> **EXERCISE**
What you give back should be exactly the opening lines of the data, ending with the line that contains "let now = Instant::now();" and including it.

> **EXTRACTED ENTRIES**
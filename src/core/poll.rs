use crate::config::suite_config::SuiteConfig;
use crate::utils::error::{E2eError, Result};
use std::future::Future;
use std::time::{Duration, Instant};

/// 固定期限的輪詢，用來等待非同步索引等遠端狀態
///
/// 不做 backoff；每次嘗試之間固定等待 `interval`，超過 `timeout` 即失敗。
#[derive(Debug, Clone, Copy)]
pub struct Poller {
    pub timeout: Duration,
    pub interval: Duration,
}

impl Poller {
    pub fn new(timeout: Duration, interval: Duration) -> Self {
        Self { timeout, interval }
    }

    pub fn from_config(config: &SuiteConfig) -> Self {
        Self::new(config.poll_timeout(), config.poll_interval())
    }

    /// 反覆呼叫 `check` 直到回傳 `Some`；check 的錯誤會直接中止輪詢
    pub async fn until<T, F, Fut>(&self, what: &str, mut check: F) -> Result<T>
    where
        F: FnMut() -> Fut,
        Fut: Future<Output = Result<Option<T>>>,
    {
        let started = Instant::now();
        // timeout 大到無法表示時視為沒有期限
        let deadline = started.checked_add(self.timeout);
        let mut attempts = 0u32;

        loop {
            attempts += 1;
            if let Some(value) = check().await? {
                tracing::debug!(
                    "⏱️ {} ready after {} attempt(s), {:?}",
                    what,
                    attempts,
                    started.elapsed()
                );
                return Ok(value);
            }

            let now = Instant::now();
            if deadline.is_some_and(|deadline| now >= deadline) {
                tracing::warn!("⏱️ Gave up waiting for {} after {} attempt(s)", what, attempts);
                return Err(E2eError::PollTimeout {
                    what: what.to_string(),
                    waited_ms: started.elapsed().as_millis(),
                });
            }

            let wait = match deadline {
                Some(deadline) => self.interval.min(deadline - now),
                None => self.interval,
            };
            tokio::time::sleep(wait).await;
        }
    }
}

impl Default for Poller {
    fn default() -> Self {
        Self::new(Duration::from_secs(60), Duration::from_millis(500))
    }
}

#[cfg(test)]
mod tests {
    use super::*;
    use std::sync::atomic::{AtomicU32, Ordering};

    #[tokio::test]
    async fn test_until_returns_when_ready() {
        let poller = Poller::new(Duration::from_secs(2), Duration::from_millis(10));
        let calls = &AtomicU32::new(0);

        let value = poller
            .until("third attempt", move || async move {
                let n = calls.fetch_add(1, Ordering::SeqCst) + 1;
                Ok(if n >= 3 { Some(n) } else { None })
            })
            .await
            .unwrap();

        assert_eq!(value, 3);
        assert_eq!(calls.load(Ordering::SeqCst), 3);
    }

    #[tokio::test]
    async fn test_until_times_out() {
        let poller = Poller::new(Duration::from_millis(50), Duration::from_millis(10));
        let calls = &AtomicU32::new(0);

        let result: Result<()> = poller
            .until("never", move || async move {
                calls.fetch_add(1, Ordering::SeqCst);
                Ok(None)
            })
            .await;

        match result {
            Err(E2eError::PollTimeout { what, .. }) => assert_eq!(what, "never"),
            other => panic!("unexpected result: {other:?}"),
        }
        assert!(calls.load(Ordering::SeqCst) >= 2);
    }

    #[tokio::test]
    async fn test_zero_timeout_still_checks_once() {
        let poller = Poller::new(Duration::ZERO, Duration::from_millis(10));
        let value = poller.until("immediate", || async { Ok(Some(1)) }).await.unwrap();
        assert_eq!(value, 1);
    }

    #[tokio::test]
    async fn test_unrepresentable_timeout_does_not_panic() {
        let poller = Poller::new(Duration::MAX, Duration::from_millis(5));
        let calls = &AtomicU32::new(0);

        let value = poller
            .until("huge timeout", move || async move {
                let n = calls.fetch_add(1, Ordering::SeqCst) + 1;
                Ok((n >= 2).then_some(n))
            })
            .await
            .unwrap();

        assert_eq!(value, 2);
    }

    #[tokio::test]
    async fn test_check_error_aborts() {
        let poller = Poller::new(Duration::from_secs(1), Duration::from_millis(10));
        let result: Result<()> = poller
            .until("broken", || async { Err(E2eError::NoServiceSelected) })
            .await;
        assert!(matches!(result, Err(E2eError::NoServiceSelected)));
    }
}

> **ANSWER SPACE**
filename src/core/poll.rs
use crate::config::suite_config::SuiteConfig;
use crate::utils::error::{E2eError, Result};
use std::future::Future;
use std::time::{Duration, Instant};

/// 固定期限的輪詢，用來等待非同步索引等遠端狀態
///
/// 不做 backoff；每次嘗試之間固定等待 `interval`，超過 `timeout` 即失敗。
#[derive(Debug, Clone, Copy)]
pub struct Poller {
    pub timeout: Duration,
    pub interval: Duration,
}

impl Poller {
    pub fn new(timeout: Duration, interval: Duration) -> Self {
        Self { timeout, interval }
    }

    pub fn from_config(config: &SuiteConfig) -> Self {
        Self::new(config.poll_timeout(), config.poll_interval())
    }

    /// 反覆呼叫 `check` 直到回傳 `Some`；check 的錯誤會直接中止輪詢
    pub async fn until<T, F, Fut>(&self, what: &str, mut check: F) -> Result<T>
    where
        F: FnMut() -> Fut,
        Fut: Future<Output = Result<Option<T>>>,
    {
        let started = Instant::now();
        // timeout 大到無法表示時視為沒有期限
        let deadline = started.checked_add(self.timeout);
        let mut attempts = 0u32;

        loop {
            attempts += 1;
            if let Some(value) = check().await? {
                tracing::debug!(
                    "⏱️ {} ready after {} attempt(s), {:?}",
                    what,
                    attempts,
                    started.elapsed()
                );
                return Ok(value);
            }

            let now = Instant::now();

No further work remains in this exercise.